Task brief:
Go through the listing beneath and show each line containing the string "derive".

Records for the task:
use sqlx::migrate::{MigrateError, Migrator};

use crate::DbPool;

pub static MIGRATOR: Migrator = sqlx::migrate!("../../migrations");

pub async fn run_pending(pool: &DbPool) -> Result<(), MigrateError> {
    MIGRATOR.run(pool).await
}

#[cfg(test)]
mod tests {
    use sqlx::Row;

    use super::run_pending;
    use crate::{connect_with_settings, migrations::MIGRATOR};

    const MANAGED_SCHEMA_OBJECTS: &[&str] = &[
        "vendor",
        "chat_session",
        "chat_turn",
        "email_template",
        "dispatch_record",
        "quotation",
        "vendor_score",
        "audit_event",
        "idx_chat_session_owner_updated",
        "idx_email_template_owner",
        "idx_quotation_dispatch",
        "idx_audit_event_template",
        "idx_audit_event_type",
    ];

    async fn table_count(pool: &sqlx::SqlitePool, name: &str) -> i64 {
        sqlx::query(
            "SELECT COUNT(*) AS count FROM sqlite_master WHERE type = 'table' AND name = ?",
        )
        .bind(name)
        .fetch_one(pool)
        .await
        .expect("query sqlite_master")
        .get::<i64, _>("count")
    }

    #[tokio::test]
    async fn migrations_create_lifecycle_tables() {
        let pool = connect_with_settings("sqlite::memory:", 1, 30).await.expect("connect");
        run_pending(&pool).await.expect("run migrations");

        for table in [
            "vendor",
            "chat_session",
            "chat_turn",
            "email_template",
            "dispatch_record",
            "quotation",
            "vendor_score",
            "audit_event",
        ] {
            assert_eq!(table_count(&pool, table).await, 1, "missing table {table}");
        }
    }

    #[tokio::test]
    async fn foreign_keys_are_enforced() {
        let pool = connect_with_settings("sqlite::memory:", 1, 30).await.expect("connect");
        run_pending(&pool).await.expect("run migrations");

        let orphan = sqlx::query(
            "INSERT INTO dispatch_record (template_id, vendor_id, sender, vendor_name,
                                          vendor_email, status, created_at, updated_at)
             VALUES ('missing', 1, 'a', 'b', 'c', 'pending', 'x', 'x')",
        )
        .execute(&pool)
        .await;
        assert!(orphan.is_err(), "dispatch without template must be rejected");
    }

    #[tokio::test]
    async fn migrations_are_reversible() {
        let pool = connect_with_settings("sqlite::memory:", 1, 30).await.expect("connect");
        run_pending(&pool).await.expect("run migrations");

        MIGRATOR.undo(&pool, 0).await.expect("undo migrations");

        assert_eq!(table_count(&pool, "dispatch_record").await, 0);
        assert_eq!(table_count(&pool, "chat_session").await, 0);
    }

    #[tokio::test]
    async fn migrations_up_down_up_preserves_schema_signature() {
        let pool = connect_with_settings("sqlite::memory:", 1, 30).await.expect("connect");
        run_pending(&pool).await.expect("run migrations");

        let initial_signature = managed_schema_signature(&pool).await;
        assert_eq!(
            initial_signature.len(),
            MANAGED_SCHEMA_OBJECTS.len(),
            "initial migration pass should create all managed schema objects",
        );

        MIGRATOR.undo(&pool, 0).await.expect("undo migrations");
        assert!(
            managed_schema_signature(&pool).await.is_empty(),
            "managed schema objects should be removed after full undo",
        );

        run_pending(&pool).await.expect("re-run migrations");
        assert_eq!(
            managed_schema_signature(&pool).await,
            initial_signature,
            "up/down/up should preserve migration-managed schema signature",
        );
    }

    async fn managed_schema_signature(pool: &sqlx::SqlitePool) -> Vec<(String, String, String)> {
        let mut signature: Vec<(String, String, String)> = sqlx::query(
            "SELECT type, name, IFNULL(sql, '') AS sql
             FROM sqlite_master
             WHERE type IN ('table', 'index')",
        )
        .fetch_all(pool)
        .await
        .expect("load schema objects")
        .into_iter()
        .filter_map(|row| {
            let name = row.get::<String, _>("name");
            MANAGED_SCHEMA_OBJECTS
                .contains(&name.as_str())
                .then(|| (row.get::<String, _>("type"), name, row.get::<String, _>("sql")))
        })
        .collect();
        signature.sort();
        signature
    }
}
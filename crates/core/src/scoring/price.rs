use rust_decimal::Decimal;

use crate::scoring::{clamp_score, round_score, HUNDRED};

/// Maps a vendor's amount onto a 0..=100 price score relative to the cohort minimum.
///
/// Implementations must give exactly 100 when `amount == cohort_min` and must be
/// monotonically non-increasing in `amount`.
pub trait PriceCurve: Send + Sync {
    fn score(&self, amount: Decimal, cohort_min: Decimal) -> Decimal;
}

/// `100 * cohort_min / amount`, rounded to two places.
///
/// Halving the price doubles the score. Before rounding the curve is strictly
/// decreasing; after it, amounts within rounding distance of each other share a
/// score, and quotes more than 20000x the minimum round down to zero.
#[derive(Clone, Copy, Debug, Default)]
pub struct ReciprocalPriceCurve;

impl PriceCurve for ReciprocalPriceCurve {
    fn score(&self, amount: Decimal, cohort_min: Decimal) -> Decimal {
        if amount <= cohort_min {
            return HUNDRED;
        }
        if cohort_min <= Decimal::ZERO {
            return Decimal::ZERO;
        }
        // ratio < 1 here, so scaling it cannot overflow even near `Decimal::MAX`
        let score = cohort_min
            .checked_div(amount)
            .and_then(|ratio| ratio.checked_mul(HUNDRED))
            .unwrap_or(Decimal::ZERO);
        round_score(clamp_score(score))
    }
}
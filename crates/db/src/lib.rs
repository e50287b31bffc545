pub mod connection;
pub mod migrations;
pub mod repositories;

pub use connection::{connect, connect_with_config, connect_with_settings, DbPool};
pub use repositories::{
    AuditEventRepository, DispatchRepository, QuotationRepository, RepositoryError,
    ScoreRepository, SessionRepository, TemplateRepository,
};
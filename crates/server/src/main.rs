mod api;
mod bootstrap;
mod health;

use std::sync::Arc;
use std::time::Duration;

use anyhow::Result;
use rfpdesk_core::config::{AppConfig, LoadOptions};
use tokio::sync::Notify;
use tracing::{info, warn};

fn init_logging(config: &AppConfig) {
    use rfpdesk_core::config::LogFormat::*;
    use tracing::Level;

    let log_level = config.logging.level.parse::<Level>().unwrap_or(Level::INFO);

    match config.logging.format {
        Compact => {
            tracing_subscriber::fmt().with_target(false).with_max_level(log_level).compact().init();
        }
        Pretty => {
            tracing_subscriber::fmt().with_target(false).with_max_level(log_level).pretty().init();
        }
        Json => {
            tracing_subscriber::fmt().with_target(false).with_max_level(log_level).json().init();
        }
    }
}

#[tokio::main]
async fn main() -> Result<()> {
    run().await
}

pub async fn run() -> Result<()> {
    let config = AppConfig::load(LoadOptions::default())?;
    init_logging(&config);

    let app = bootstrap::bootstrap_with_config(config).await?;
    let address = format!("{}:{}", app.config.server.bind_address, app.config.server.port);
    let listener = tokio::net::TcpListener::bind(&address).await?;

    let router = api::router(app.engine.clone()).merge(health::router(app.db_pool.clone()));
    info!(
        event_name = "system.server.started",
        correlation_id = "bootstrap",
        bind_address = %address,
        loopback_mail = app.mailbox.is_some(),
        "rfpdesk-server listening"
    );

    let shutdown = Arc::new(Notify::new());
    let trigger = shutdown.clone();
    let server = axum::serve(listener, router)
        .with_graceful_shutdown(async move { trigger.notified().await });
    let mut serving = tokio::spawn(async move { server.await });

    tokio::select! {
        result = &mut serving => {
            result??;
            return Ok(());
        }
        _ = wait_for_shutdown() => {}
    }

    let grace = Duration::from_secs(app.config.server.graceful_shutdown_secs);
    info!(
        event_name = "system.server.stopping",
        correlation_id = "shutdown",
        grace_secs = grace.as_secs(),
        "rfpdesk-server stopping"
    );
    shutdown.notify_one();
    match tokio::time::timeout(grace, serving).await {
        Ok(result) => result??,
        Err(_) => warn!(
            event_name = "system.server.drain_timeout",
            correlation_id = "shutdown",
            "in-flight requests did not finish within the grace period"
        ),
    }
    app.db_pool.close().await;
    Ok(())
}

async fn wait_for_shutdown() {
    if let Err(error) = tokio::signal::ctrl_c().await {
        warn!(
            event_name = "system.server.signal_error",
            correlation_id = "shutdown",
            error = %error,
            "could not listen for shutdown signal"
        );
        std::future::pending::<()>().await;
    }
}
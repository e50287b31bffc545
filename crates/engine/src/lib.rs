//! The RFP lifecycle services wired over repositories and collaborators.

pub mod audit;
pub mod context;
pub mod dashboard;
pub mod dispatch_ledger;
pub mod locks;
pub mod reply_sync;
pub mod scorer;
pub mod session_store;
pub mod template_finalizer;

#[cfg(test)]
mod testing;

use std::sync::Arc;

use rfpdesk_core::audit::AuditSink;
use rfpdesk_core::collaborators::{
    ExtractionService, MailSender, QuoteExtractor, TemplateGenerator, ThreadFetcher,
    VendorDirectory,
};
use rfpdesk_core::config::{AppConfig, ScoringConfig};
use rfpdesk_core::scoring::{ReciprocalPriceCurve, WeightedQualityPolicy};
use rfpdesk_db::repositories::{
    InMemoryDispatchRepository, InMemoryQuotationRepository, InMemoryScoreRepository,
    InMemorySessionRepository, InMemoryTemplateRepository, SqlDispatchRepository,
    SqlQuotationRepository, SqlScoreRepository, SqlSessionRepository, SqlTemplateRepository,
};
use rfpdesk_db::{
    DbPool, DispatchRepository, QuotationRepository, ScoreRepository, SessionRepository,
    TemplateRepository,
};

pub use audit::{FanoutAuditSink, RepositoryAuditSink, TracingAuditSink};
pub use context::CallContext;
pub use dashboard::{DashboardAggregator, DashboardEntry, DashboardSummary, RankingSource};
pub use dispatch_ledger::{render_body, DispatchBatch, DispatchLedger, VendorDispatch};
pub use reply_sync::{ReplySynchronizer, SyncOutcome, SyncReport, VendorQuotations, VendorSync};
pub use scorer::QuotationScorer;
pub use session_store::SessionStore;
pub use template_finalizer::TemplateFinalizer;

#[derive(Clone)]
pub struct Repositories {
    pub sessions: Arc<dyn SessionRepository>,
    pub templates: Arc<dyn TemplateRepository>,
    pub dispatches: Arc<dyn DispatchRepository>,
    pub quotations: Arc<dyn QuotationRepository>,
    pub scores: Arc<dyn ScoreRepository>,
}

impl Repositories {
    pub fn sqlite(pool: DbPool) -> Self {
        Self {
            sessions: Arc::new(SqlSessionRepository::new(pool.clone())),
            templates: Arc::new(SqlTemplateRepository::new(pool.clone())),
            dispatches: Arc::new(SqlDispatchRepository::new(pool.clone())),
            quotations: Arc::new(SqlQuotationRepository::new(pool.clone())),
            scores: Arc::new(SqlScoreRepository::new(pool)),
        }
    }

    pub fn in_memory() -> Self {
        Self {
            sessions: Arc::new(InMemorySessionRepository::default()),
            templates: Arc::new(InMemoryTemplateRepository::default()),
            dispatches: Arc::new(InMemoryDispatchRepository::default()),
            quotations: Arc::new(InMemoryQuotationRepository::default()),
            scores: Arc::new(InMemoryScoreRepository::default()),
        }
    }
}

/// External services the lifecycle calls out to.
#[derive(Clone)]
pub struct Collaborators {
    pub extraction: Arc<dyn ExtractionService>,
    pub generator: Arc<dyn TemplateGenerator>,
    pub mail: Arc<dyn MailSender>,
    pub threads: Arc<dyn ThreadFetcher>,
    pub directory: Arc<dyn VendorDirectory>,
    pub quotes: Arc<dyn QuoteExtractor>,
}

#[derive(Clone, Debug, PartialEq, Eq)]
pub struct EngineSettings {
    pub required_fields: Vec<String>,
    pub default_top_n: usize,
    pub scoring: ScoringConfig,
}

impl EngineSettings {
    pub fn from_config(config: &AppConfig) -> Self {
        Self {
            required_fields: config.rfp.required_fields.clone(),
            default_top_n: config.rfp.default_top_n,
            scoring: config.scoring,
        }
    }
}

impl Default for EngineSettings {
    fn default() -> Self {
        Self::from_config(&AppConfig::default())
    }
}

pub struct RfpEngine {
    pub sessions: SessionStore,
    pub templates: TemplateFinalizer,
    pub dispatch: DispatchLedger,
    pub sync: ReplySynchronizer,
    pub scorer: QuotationScorer,
    pub dashboard: DashboardAggregator,
}

impl RfpEngine {
    pub fn new(
        repositories: Repositories,
        collaborators: Collaborators,
        settings: EngineSettings,
        audit: Arc<dyn AuditSink>,
    ) -> Self {
        let Repositories { sessions, templates, dispatches, quotations, scores } = repositories;
        let Collaborators { extraction, generator, mail, threads, directory, quotes } =
            collaborators;
        let dispatch_locks = Arc::new(locks::KeyedLocks::default());

        let finalizer = TemplateFinalizer::new(templates.clone(), audit.clone());
        Self {
            sessions: SessionStore::new(
                sessions,
                finalizer.clone(),
                extraction,
                generator,
                settings.required_fields,
                audit.clone(),
            ),
            templates: finalizer,
            dispatch: DispatchLedger::new(
                templates.clone(),
                dispatches.clone(),
                directory.clone(),
                mail,
                dispatch_locks.clone(),
                audit.clone(),
            ),
            sync: ReplySynchronizer::new(
                templates.clone(),
                dispatches.clone(),
                quotations.clone(),
                threads,
                quotes,
                dispatch_locks,
                audit.clone(),
            ),
            scorer: QuotationScorer::new(
                templates.clone(),
                quotations.clone(),
                scores.clone(),
                directory.clone(),
                Arc::new(WeightedQualityPolicy::new(settings.scoring)),
                Arc::new(ReciprocalPriceCurve),
                audit,
            ),
            dashboard: DashboardAggregator::new(
                templates,
                dispatches,
                quotations,
                scores,
                directory,
                settings.default_top_n,
            ),
        }
    }
}
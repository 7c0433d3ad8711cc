//! Transfer descriptor chain builder
//!
//! Splits one request into an ordered chain of descriptors, each moving
//! at most `max_per_td` bytes. Every descriptor notifies on completion.
//! The chain always ends in an explicit terminator, and the sum of
//! descriptor lengths equals the requested length (the optional
//! zero-length tail contributes nothing).

use crate::{
    error::Error,
    pool::{TdHandle, TdPool},
};

/// An ordered chain of transfer descriptors.
///
/// `head` is `None` only for the empty chain, which a zero-length build
/// produces. Walks are bounded by `count`, so a corrupted link can
/// never cycle.
#[derive(Debug, Clone, Copy)]
pub struct Chain {
    pub(crate) head: Option<TdHandle>,
    pub(crate) tail: Option<TdHandle>,
    pub(crate) count: usize,
    pub(crate) bytes: usize,
}

impl Chain {
    pub(crate) const fn empty() -> Self {
        Chain {
            head: None,
            tail: None,
            count: 0,
            bytes: 0,
        }
    }

    pub fn count(&self) -> usize {
        self.count
    }

    pub fn bytes(&self) -> usize {
        self.bytes
    }
}

/// Build a chain covering `len` bytes starting at `buffer`.
///
/// When `zero_length_terminate` is set and the final chunk is exactly
/// `max_per_td` bytes, one zero-length descriptor is appended so the
/// host can detect the end of the transfer.
///
/// On descriptor exhaustion the partial chain is released and only this
/// build fails.
pub(crate) fn build(
    pool: &mut TdPool,
    buffer: *const u8,
    len: usize,
    max_per_td: usize,
    zero_length_terminate: bool,
) -> Result<Chain, Error> {
    debug_assert!(max_per_td > 0);
    let mut chain = Chain::empty();

    let mut offset = 0;
    while offset < len {
        let chunk = (len - offset).min(max_per_td);
        // Safety: offset stays within the caller's buffer; the pointer
        // is only stored for hardware, never dereferenced here.
        let chunk_ptr = unsafe { buffer.add(offset) };
        if let Err(error) = append(pool, &mut chain, chunk_ptr, chunk) {
            release(pool, &chain);
            return Err(error);
        }
        offset += chunk;
    }

    if zero_length_terminate && len > 0 && len % max_per_td == 0 {
        if let Err(error) = append(pool, &mut chain, buffer, 0) {
            release(pool, &chain);
            return Err(error);
        }
    }

    Ok(chain)
}

/// A chain holding a single zero-length descriptor.
///
/// Used for status-phase transactions and other deliberate zero-length
/// transfers, which still need one descriptor on the wire.
pub(crate) fn zero_length(pool: &mut TdPool, buffer: *const u8) -> Result<Chain, Error> {
    let mut chain = Chain::empty();
    append(pool, &mut chain, buffer, 0)?;
    Ok(chain)
}

/// Return every descriptor of `chain` to the pool.
pub(crate) fn release(pool: &mut TdPool, chain: &Chain) {
    let mut handle = chain.head;
    for _ in 0..chain.count {
        let Some(current) = handle else { break };
        handle = pool.next(current);
        pool.free(current);
    }
}

fn append(pool: &mut TdPool, chain: &mut Chain, ptr: *const u8, len: usize) -> Result<(), Error> {
    let handle = pool.allocate()?;
    let td = pool.td(handle);
    td.set_terminate();
    td.set_buffer(ptr, len);
    td.set_interrupt_on_complete(true);
    td.set_active();
    pool.set_expected(handle, len);

    match chain.tail {
        Some(tail) => pool.link(tail, handle),
        None => chain.head = Some(handle),
    }
    chain.tail = Some(handle);
    chain.count += 1;
    chain.bytes += len;
    Ok(())
}

#[cfg(test)]
mod tests {
    use super::{build, release, zero_length};
    use crate::{
        error::Error,
        pool::TdPool,
        state::DeviceState,
        td::Status,
        TD_COUNT,
    };

    const BUF: *const u8 = 0x1000 as *const u8;

    #[test]
    fn chunk_counts() {
        let state = DeviceState::new();
        let lists = state.take().unwrap();
        let mut pool = TdPool::new(lists.tds);

        // (len, max, expected descriptor count)
        let cases = [
            (0, 512, 0),
            (1, 512, 1),
            (512, 512, 1),
            (513, 512, 2),
            (600, 512, 2),
            (64, 64, 1),
            (4096, 512, 8),
        ];
        for (len, max, count) in cases {
            let chain = build(&mut pool, BUF, len, max, false).unwrap();
            assert_eq!(chain.count(), count, "len {} max {}", len, max);
            assert_eq!(chain.bytes(), len);
            release(&mut pool, &chain);
            assert_eq!(pool.in_use(), 0);
        }
    }

    #[test]
    fn lengths_sum_to_request() {
        let state = DeviceState::new();
        let lists = state.take().unwrap();
        let mut pool = TdPool::new(lists.tds);

        let chain = build(&mut pool, BUF, 600, 512, false).unwrap();
        let first = chain.head.unwrap();
        let second = pool.next(first).unwrap();
        assert_eq!(pool.expected(first), 512);
        assert_eq!(pool.expected(second), 88);
        assert!(pool.next(second).is_none());

        // every descriptor notifies, and all are live
        for handle in [first, second] {
            let td = pool.td(handle);
            assert!(td.status().contains(Status::ACTIVE));
        }
        release(&mut pool, &chain);
    }

    #[test]
    fn zero_length_termination() {
        let state = DeviceState::new();
        let lists = state.take().unwrap();
        let mut pool = TdPool::new(lists.tds);

        // exact multiple: one extra zero-length tail
        let chain = build(&mut pool, BUF, 1024, 512, true).unwrap();
        assert_eq!(chain.count(), 3);
        assert_eq!(chain.bytes(), 1024);
        let tail = chain.tail.unwrap();
        assert_eq!(pool.expected(tail), 0);
        release(&mut pool, &chain);

        // short final chunk: the host sees the short packet, no tail
        let chain = build(&mut pool, BUF, 1000, 512, true).unwrap();
        assert_eq!(chain.count(), 2);
        release(&mut pool, &chain);

        // zero-length build produces nothing, even with zlt
        let chain = build(&mut pool, BUF, 0, 512, true).unwrap();
        assert_eq!(chain.count(), 0);
        assert!(chain.head.is_none());
        assert_eq!(pool.in_use(), 0);
    }

    #[test]
    fn control_reply_single_descriptor() {
        let state = DeviceState::new();
        let lists = state.take().unwrap();
        let mut pool = TdPool::new(lists.tds);

        let chain = build(&mut pool, BUF, 64, 64, false).unwrap();
        assert_eq!(chain.count(), 1);
        let head = chain.head.unwrap();
        assert_eq!(pool.expected(head), 64);
        assert!(pool.next(head).is_none());
        release(&mut pool, &chain);
    }

    #[test]
    fn explicit_zero_length_chain() {
        let state = DeviceState::new();
        let lists = state.take().unwrap();
        let mut pool = TdPool::new(lists.tds);

        let chain = zero_length(&mut pool, BUF).unwrap();
        assert_eq!(chain.count(), 1);
        assert_eq!(chain.bytes(), 0);
        release(&mut pool, &chain);
    }

    #[test]
    fn exhaustion_releases_partial_chain() {
        let state = DeviceState::new();
        let lists = state.take().unwrap();
        let mut pool = TdPool::new(lists.tds);

        // more chunks than the arena holds
        let result = build(&mut pool, BUF, (TD_COUNT + 4) * 64, 64, false);
        assert_eq!(result.unwrap_err(), Error::OutOfMemory);
        assert_eq!(pool.in_use(), 0);
    }
}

Result of the exercise:
#[derive(Clone, Copy, Debug, Default)]
#[derive(Clone)]
#[derive(Clone)]
#[derive(Clone, Debug, PartialEq, Eq)]
#[derive(Debug, Clone, Copy)]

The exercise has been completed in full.